The original story, written by Ramkumar, was inspired by the gruesome true crimes of Russian serial killer Alexander Spesivtsev who tortured and killed children after luring them to his house with the help of his mother. Known as the Siberian Ripper, he made news in 1996 when he was finally caught and convicted for four of the 19 murders he had confessed to.

 

The end result was an edge-of-the-seat thriller with a Jokeresque villain. But in the remake, this villain is put in a Procrustean bed to fit the bill of an ‘Akshay Kumar movie’.

 

The scenic beauty of the hill station is juxtaposed with the ugly brutalities of the crimes and is shot effectively by Rajeev Ravi. The background score by Julius Packiam, which was one of the highlights of the original and was composed by Ghibran, isn’t impressive.

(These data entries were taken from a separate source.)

//! Subscriber setup for the command-line driver.

use std::path::Path;

use time::UtcOffset;
use time::format_description::well_known::Rfc3339;
use tracing_appender::non_blocking::WorkerGuard;
use tracing_subscriber::EnvFilter;
use tracing_subscriber::fmt::time::OffsetTime;
use tracing_subscriber::layer::SubscriberExt;
use tracing_subscriber::util::SubscriberInitExt;

const LOG_FILE_PREFIX: &str = "arena-session.log";

fn timer() -> OffsetTime<Rfc3339> {
    // The local offset cannot always be determined once threads are running.
    OffsetTime::local_rfc_3339().unwrap_or_else(|_| OffsetTime::new(UtcOffset::UTC, Rfc3339))
}

/// Install the global subscriber. `RUST_LOG` overrides `level`.
///
/// With `log_dir` set, output is also written to a daily-rolling file there.
/// Keep the returned guard alive until exit or buffered lines are lost.
pub fn init(level: &str, log_dir: Option<&Path>) -> Option<WorkerGuard> {
    let filter = EnvFilter::try_from_default_env().unwrap_or_else(|_| EnvFilter::new(level));
    let timer = timer();

    let stderr = tracing_subscriber::fmt::layer()
        .with_target(false)
        .with_thread_ids(false)
        .with_timer(timer.clone())
        .with_writer(std::io::stderr);

    let (file, guard) = match log_dir {
        Some(dir) => {
            let appender = tracing_appender::rolling::daily(dir, LOG_FILE_PREFIX);
            let (writer, guard) = tracing_appender::non_blocking(appender);
            let layer = tracing_subscriber::fmt::layer()
                .with_target(false)
                .with_ansi(false)
                .with_timer(timer)
                .with_writer(writer);
            (Some(layer), Some(guard))
        }
        None => (None, None),
    };

    let _ = tracing_subscriber::registry()
        .with(filter)
        .with(stderr)
        .with(file)
        .try_init();

    guard
}
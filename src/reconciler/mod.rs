//! Position Reconciler
//!
//! Pure computation over an item snapshot: given a move request it returns
//! the full batch of position updates that leaves both the source and the
//! destination container gapless, or reports that the move is a no-op.
//! No I/O; the only failures are `ItemNotFound` and `ContainerNotFound`,
//! and either one aborts the whole batch.

mod drop_rules;

pub use drop_rules::{resolve_drop, DropTarget};

use crate::domain::{DomainError, DomainResult, Item, ItemId, Placement, PositionUpdate};

/// A requested move, in container-local terms
#[derive(Debug, Clone, PartialEq, Eq)]
pub struct MoveRequest {
    pub dragged: ItemId,
    /// Destination container (None = root)
    pub target_container: Option<ItemId>,
    /// Insertion index in the destination list without the dragged item;
    /// out-of-range values clamp to the end
    pub target_index: usize,
}

impl MoveRequest {
    pub fn new(dragged: ItemId, target_container: Option<ItemId>, target_index: usize) -> Self {
        Self {
            dragged,
            target_container,
            target_index,
        }
    }
}

/// Computed batch for a move that changes something
#[derive(Debug, Clone, PartialEq, Eq)]
pub struct MoveBatch {
    pub dragged: ItemId,
    pub before: Placement,
    pub after: Placement,
    /// Destination updates followed by source updates
    pub updates: Vec<PositionUpdate>,
}

#[derive(Debug, Clone, PartialEq, Eq)]
pub enum Reconciliation {
    /// Nothing would change; skip mutate and persist
    NoOp,
    Move(MoveBatch),
}

impl Reconciliation {
    pub fn is_noop(&self) -> bool {
        matches!(self, Reconciliation::NoOp)
    }

    /// Updates to apply (empty for a no-op)
    pub fn updates(&self) -> &[PositionUpdate] {
        match self {
            Reconciliation::NoOp => &[],
            Reconciliation::Move(batch) => &batch.updates,
        }
    }
}

/// Items of `container` ordered by (position, id)
pub(crate) fn container_items<'a>(items: &'a [Item], container: Option<&ItemId>) -> Vec<&'a Item> {
    let mut list: Vec<&Item> = items
        .iter()
        .filter(|item| item.container.as_ref() == container)
        .collect();
    list.sort_by(|a, b| a.position.cmp(&b.position).then_with(|| a.id.cmp(&b.id)));
    list
}

pub(crate) fn find<'a>(items: &'a [Item], id: &ItemId) -> DomainResult<&'a Item> {
    items
        .iter()
        .find(|item| &item.id == id)
        .ok_or_else(|| DomainError::ItemNotFound(id.to_string()))
}

/// The group a container id refers to, or `ContainerNotFound`
pub(crate) fn find_group<'a>(items: &'a [Item], id: &ItemId) -> DomainResult<&'a Item> {
    items
        .iter()
        .find(|item| &item.id == id && item.is_group())
        .ok_or_else(|| DomainError::ContainerNotFound(id.to_string()))
}

/// Index of `id` in the ordered root list
pub(crate) fn root_index(items: &[Item], id: &ItemId) -> usize {
    container_items(items, None)
        .iter()
        .position(|item| &item.id == id)
        .unwrap_or(0)
}

fn renumber(list: &[&Item], container: Option<&ItemId>) -> Vec<PositionUpdate> {
    list.iter()
        .enumerate()
        .map(|(index, item)| PositionUpdate {
            id: item.id.clone(),
            kind: item.kind(),
            position: index as u32,
            container: container.cloned(),
        })
        .collect()
}

/// Compute the update batch for `request` against `items`
pub fn reconcile(items: &[Item], request: &MoveRequest) -> DomainResult<Reconciliation> {
    let dragged = find(items, &request.dragged)?;

    let mut target_container = request.target_container.clone();
    let mut target_index = request.target_index;
    if let Some(container) = &target_container {
        let group = find_group(items, container)?;
        // Groups never nest: a group moved into a group reorders at root,
        // relative to the target group
        if dragged.is_group() {
            target_index = root_index(items, &group.id);
            target_container = None;
        }
    }

    let source_container = dragged.container.clone();

    let mut destination: Vec<&Item> = container_items(items, target_container.as_ref())
        .into_iter()
        .filter(|item| item.id != dragged.id)
        .collect();
    let insert_at = target_index.min(destination.len());
    destination.insert(insert_at, dragged);

    let mut updates = renumber(&destination, target_container.as_ref());

    if source_container != target_container {
        let remaining: Vec<&Item> = container_items(items, source_container.as_ref())
            .into_iter()
            .filter(|item| item.id != dragged.id)
            .collect();
        updates.extend(renumber(&remaining, source_container.as_ref()));
    }

    let unchanged = updates.iter().all(|update| {
        items
            .iter()
            .find(|item| item.id == update.id)
            .map(|item| item.placement() == update.placement())
            .unwrap_or(false)
    });
    if unchanged {
        return Ok(Reconciliation::NoOp);
    }

    Ok(Reconciliation::Move(MoveBatch {
        dragged: dragged.id.clone(),
        before: dragged.placement(),
        after: Placement {
            container: target_container,
            position: insert_at as u32,
        },
        updates,
    }))
}

/// Re-number `container` to `0..n-1`; empty when it is already gapless
pub fn plan_compaction(items: &[Item], container: Option<&ItemId>) -> Vec<PositionUpdate> {
    let list = container_items(items, container);
    let gapless = list
        .iter()
        .enumerate()
        .all(|(index, item)| item.position == index as u32);
    if gapless {
        return Vec::new();
    }
    renumber(&list, container)
}

#[cfg(test)]
mod tests;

Then there are a few loo-break songs but since the movie is not released in the theatres, serves no purpose.

 

There are parts reminiscent of movies like The Shining and Psycho, but the movie doesn’t deserve a mention along with these classics, and hence won’t delve into that.

 

 

It is also a film that has an Alzheimer’s patient used for laughs (also the misogyny), there are multiple characters who are hearing impaired and the hearing aids are used as a plot device, a person with Werner syndrome, who is also from an Anglo-Indian family (a double whammy in our society) is made into an easy villain, the child molestations are shown with zero sensitivity, there are unnecessary and elaborate descriptions of brutality, but these problems don’t really impact you that much simply because you are never really invested in anything that is going on in this film.